One of the two mandatory rituals in learning a new language is to print “Hello World!”
The other ritual that has been gaining ever more popularity in recent times is what some of my colleagues have begun calling as “42 epidemic”.
The 42 epidemic is about printing the number 42. Why 42? Why not 40? Or something else? And that unanswered question is exactly what lends magical flavor to this trend. One possible explanation is that almost all languages(perhaps with the exception of 'pure' Prolog) are expected to do two basic things – string manipulation and number manipulation. If you are able to do these two basic things you are all set to implementing more complicated data structures.
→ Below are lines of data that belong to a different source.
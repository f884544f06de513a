use std::{
    process::{Output, Stdio},
    time::Duration,
};

use tokio::{io::AsyncWriteExt, process::Command};

use crate::backend::BackendError;

/// Run `program` and wait until it exits, or until `timeout` expires.
///
/// If `input` is given, it is written to the standard input of the
/// process. The process is killed if the timeout expires.
pub(crate) async fn run(
    program: &str,
    args: &[&str],
    input: Option<&str>,
    timeout: Duration,
) -> Result<Output, BackendError> {
    tracing::debug!(program, ?args, "running command");

    let mut child = Command::new(program)
        .args(args)
        .stdin(if input.is_some() {
            Stdio::piped()
        } else {
            Stdio::null()
        })
        .stdout(Stdio::piped())
        .stderr(Stdio::piped())
        .kill_on_drop(true)
        .spawn()
        .map_err(|e| BackendError::Io(e, program.into()))?;

    if let (Some(input), Some(mut stdin)) = (input, child.stdin.take()) {
        stdin
            .write_all(input.as_bytes())
            .await
            .map_err(|e| BackendError::Io(e, program.into()))?;
    }

    match tokio::time::timeout(timeout, child.wait_with_output()).await {
        Ok(output) => output.map_err(|e| BackendError::Io(e, program.into())),
        Err(_) => Err(BackendError::Timeout(program.to_owned(), timeout)),
    }
}

/// Run `program`, and return its standard output if it exits
/// successfully.
pub(crate) async fn run_checked(
    program: &str,
    args: &[&str],
    input: Option<&str>,
    timeout: Duration,
) -> Result<String, BackendError> {
    let output = run(program, args, input, timeout).await?;

    if !output.status.success() {
        return Err(BackendError::Command {
            command: format!("{program} {}", args.join(" ")),
            stderr: String::from_utf8_lossy(&output.stderr).trim().to_owned(),
        });
    }

    Ok(String::from_utf8_lossy(&output.stdout).into_owned())
}

#[cfg(all(test, unix))]
#[tokio::test]
async fn command_timeout() {
    let err = run("sleep", &["5"], None, Duration::from_millis(100))
        .await
        .unwrap_err();

    assert!(matches!(err, BackendError::Timeout(..)), "{err:?}");

    let stdout = run_checked("cat", &[], Some("registry.local"), Duration::from_secs(5))
        .await
        .unwrap();

    assert_eq!(stdout, "registry.local");
}
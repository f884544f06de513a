use std::{
    path::{Path, PathBuf},
    sync::{Arc, Mutex},
    time::Duration,
};

use tiny_http::{Header, Method, Request, Response, Server};

/// Behaviour of the image creation endpoint.
#[derive(Clone, Copy, Debug, PartialEq)]
pub enum Pull {
    /// The image is already in the daemon.
    Cached,

    /// The image is available after `POST /images/create`.
    Succeed,

    /// Pull fails because the image has no variant for the platform.
    WrongPlatform,

    /// Pull works only when the name is exactly the served image.
    ExactName,
}

/// Fake daemon with a Docker-compatible API, listening on a unix socket.
pub struct Daemon {
    pub socket: PathBuf,
    requests: Arc<Mutex<Vec<String>>>,
    pulls: Arc<Mutex<Vec<String>>>,
}

impl Daemon {
    /// Start a daemon in `dir` that serves one image.
    ///
    /// `archive` is the response to the export request.
    pub fn start(dir: &Path, image: &'static str, pull: Pull, archive: Vec<u8>) -> Daemon {
        let socket = dir.join("docker.sock");
        let server = Server::http_unix(&socket).expect("start daemon");

        let requests = Arc::new(Mutex::new(Vec::new()));
        let pulls = Arc::new(Mutex::new(Vec::new()));

        let state = State {
            server,
            image,
            pull,
            pulled: pull == Pull::Cached,
            archive,
            requests: Arc::clone(&requests),
            pulls: Arc::clone(&pulls),
        };

        std::thread::spawn(move || state.run());

        Daemon {
            socket,
            requests,
            pulls,
        }
    }

    /// Value for `DOCKER_HOST`.
    pub fn host(&self) -> String {
        format!("unix://{}", self.socket.display())
    }

    /// Requests received by the daemon, as `METHOD /path`, without the
    /// API version and the query string.
    pub fn requests(&self) -> Vec<String> {
        self.requests.lock().unwrap().clone()
    }

    /// Value of `fromImage` in every pull request.
    pub fn pulls(&self) -> Vec<String> {
        self.pulls.lock().unwrap().clone()
    }
}

struct State {
    server: Server,
    image: &'static str,
    pull: Pull,
    pulled: bool,
    archive: Vec<u8>,
    requests: Arc<Mutex<Vec<String>>>,
    pulls: Arc<Mutex<Vec<String>>>,
}

impl State {
    fn run(mut self) {
        let timeout = Duration::from_secs(30);

        while let Ok(Some(request)) = self.server.recv_timeout(timeout) {
            self.handle(request);
        }
    }

    fn handle(&mut self, request: Request) {
        let path = route(request.url());
        let method = request.method().clone();

        self.requests
            .lock()
            .unwrap()
            .push(format!("{method} {path}"));

        match (&method, path.as_str()) {
            (Method::Get | Method::Head, "/_ping") => send(request, 200, "text/plain", "OK"),

            (Method::Post, "/images/create") => self.create(request),

            (Method::Get, p) if p.starts_with("/images/") && p.ends_with("/json") => {
                let name = &p["/images/".len()..p.len() - "/json".len()];

                if self.pulled && name == self.image {
                    let inspect = serde_json::json!({
                        "Id": "sha256:0123456789abcdef",
                        "RepoTags": [self.image],
                        "Config": {
                            "Env": ["PATH=/usr/local/sbin:/usr/local/bin:/usr/bin"],
                            "WorkingDir": "/app",
                        },
                    });

                    send(request, 200, "application/json", inspect.to_string());
                } else {
                    not_found(request, name);
                }
            }

            (Method::Get, p) if p.starts_with("/images/") && p.ends_with("/get") => {
                let name = &p["/images/".len()..p.len() - "/get".len()];

                if self.pulled && name == self.image {
                    send(request, 200, "application/x-tar", self.archive.clone());
                } else {
                    not_found(request, name);
                }
            }

            (Method::Delete, p) if p.starts_with("/images/") => {
                send(request, 200, "application/json", r#"[{"Untagged":"x"}]"#);
            }

            _ => not_found(request, &path),
        }
    }

    fn create(&mut self, request: Request) {
        let from_image = request
            .url()
            .split_once('?')
            .and_then(|(_, query)| {
                query
                    .split('&')
                    .find_map(|param| param.strip_prefix("fromImage="))
            })
            .map(decode)
            .unwrap_or_default();

        self.pulls.lock().unwrap().push(from_image.clone());

        let body = match self.pull {
            Pull::ExactName if from_image != self.image => concat!(
                r#"{"errorDetail":{"message":"pull access denied"},"error":"pull access denied"}"#,
                "\n",
            ),

            Pull::WrongPlatform => concat!(
                r#"{"status":"Pulling from library/image"}"#,
                "\n",
                r#"{"errorDetail":{"message":"no match for platform in manifest"},"error":"no match for platform in manifest"}"#,
                "\n",
            ),

            Pull::Cached | Pull::Succeed | Pull::ExactName => {
                self.pulled = true;
                concat!(
                    r#"{"status":"Pulling from library/image"}"#,
                    "\n",
                    r#"{"status":"Download complete"}"#,
                    "\n",
                )
            }
        };

        send(request, 200, "application/json", body);
    }
}

/// Remove the query string and the version prefix (`/v1.45`) of a URL.
fn route(url: &str) -> String {
    let path = decode(url.split('?').next().unwrap_or(url));

    if let Some((version, tail)) = path.strip_prefix("/v").and_then(|rest| rest.split_once('/')) {
        if version.chars().all(|c| c.is_ascii_digit() || c == '.') {
            return format!("/{tail}");
        }
    }

    path
}

fn decode(value: &str) -> String {
    value.replace("%3A", ":").replace("%2F", "/")
}

fn not_found(request: Request, name: &str) {
    let body = serde_json::json!({ "message": format!("No such image: {name}") });
    send(request, 404, "application/json", body.to_string());
}

fn send(request: Request, status: u16, content_type: &str, body: impl Into<Vec<u8>>) {
    let response = Response::from_data(body)
        .with_status_code(status)
        .with_header(Header::from_bytes("Content-Type", content_type).unwrap());

    let _ = request.respond(response);
}
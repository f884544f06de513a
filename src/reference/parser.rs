//! Parse a reference to a container image.
//!
//! It follows what the `docker` CLI accepts closely enough to find the
//! image in a local daemon, but it does not validate anything. Each step
//! removes its segment from the string before the next one runs.

use super::ImageReference;

const PLATFORM_PREFIX: &str = "--platform=";

const DIGEST_SEPARATOR: &str = "@sha256:";

pub(super) fn parse(reference: &str) -> ImageReference {
    let mut parsed = ImageReference::default();

    let reference = reference.trim().to_lowercase();
    let mut rest = reference.as_str();

    if let Some(value) = rest.strip_prefix(PLATFORM_PREFIX) {
        let (platform, image) = value.split_once(' ').unwrap_or((value, ""));
        parsed.platform = platform.to_owned();
        rest = image.trim();
    }

    if rest.is_empty() {
        return parsed;
    }

    // The first segment is the registry if it looks like a hostname.
    if let Some((host, path)) = rest.split_once('/') {
        if is_registry_host(host) {
            parsed.registry = host.to_owned();
            rest = path;
        }
    }

    // Digest must be removed before the tag, so its `:` is never
    // taken as the tag separator.
    if let Some((base, digest)) = rest.rsplit_once(DIGEST_SEPARATOR) {
        parsed.digest = digest.to_owned();
        rest = base;
    }

    if let Some((base, tag)) = rest.rsplit_once(':') {
        parsed.tag = tag.to_owned();
        rest = base;
    }

    parsed.repo = rest.to_owned();

    match rest.rsplit_once('/') {
        Some((group, name)) => {
            parsed.group = group.to_owned();
            parsed.name = name.to_owned();
        }

        None => parsed.name = rest.to_owned(),
    }

    parsed
}

fn is_registry_host(segment: &str) -> bool {
    segment.contains('.') || segment.contains(':') || segment == "localhost"
}

#[test]
fn parse_valid_references() {
    macro_rules! check {
        ($reference:expr, [ $registry:expr, $repo:expr, $group:expr, $name:expr, $tag:expr, $digest:expr ]) => {
            assert_eq!(
                parse($reference),
                ImageReference {
                    registry: $registry.into(),
                    repo: $repo.into(),
                    tag: $tag.into(),
                    digest: $digest.into(),
                    platform: String::new(),
                    group: $group.into(),
                    name: $name.into(),
                },
                "reference: {}",
                $reference,
            )
        };
    }

    check!("debian", ["", "debian", "", "debian", "", ""]);

    check!("debian:jessie", ["", "debian", "", "debian", "jessie", ""]);

    check!("ubuntu@sha256:abc123", ["", "ubuntu", "", "ubuntu", "", "abc123"]);

    check!(
        "myregistry.local:5000/testing/test-image",
        [
            "myregistry.local:5000",
            "testing/test-image",
            "testing",
            "test-image",
            "",
            ""
        ]
    );

    check!(
        "ghcr.io/owner/team/tool:1.2.3",
        ["ghcr.io", "owner/team/tool", "owner/team", "tool", "1.2.3", ""]
    );

    check!(
        "localhost/foo:dev",
        ["localhost", "foo", "", "foo", "dev", ""]
    );

    check!(
        "shiftleft/scan-slim",
        ["", "shiftleft/scan-slim", "shiftleft", "scan-slim", "", ""]
    );

    check!(
        "  Docker.IO/Library/Node:20@sha256:FFFF  ",
        ["docker.io", "library/node", "library", "node", "20", "ffff"]
    );
}

#[test]
fn parse_platform_prefix() {
    let parsed = parse("--platform=linux/amd64 python:3.12-slim");
    assert_eq!(parsed.platform, "linux/amd64");
    assert_eq!(parsed.repo, "python");
    assert_eq!(parsed.tag, "3.12-slim");

    // Only the flag.
    let parsed = parse("--platform=linux/amd64");
    assert_eq!(parsed.platform, "linux/amd64");
    assert!(parsed.repo.is_empty());
}

#[test]
fn parse_empty_reference() {
    assert_eq!(parse(""), ImageReference::default());
    assert_eq!(parse("   "), ImageReference::default());
}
This simple blog is about covering these two mandatory baby steps in Scala. Without any further ceremony, here is the code –
println("Hello World!")
println(42)
If you are on a REPL, the ‘code’ is even simpler-
res963: String = Hello World!
res964: Int = 42
Well, that is all there it is for dipping your toes in Scala. Scala REPL is also a bit different than those of other modern day languages. Type :help on the REPL to find out what all it can do for you. Among other things there is facility for editing classpath, replaying what has happened, type discovery of expressions and your secret database in :h? .
Though a word of caution – Scala is much more difficult, if not impossible, to learn on the fly. This is especially true if you write computer programs for a living. Because if you do writing code for a living, you would surely be writing a lot of imperative code and that is something you need to learn to avoid in Scala. Or at the very least, it is not idiomatic in Scala.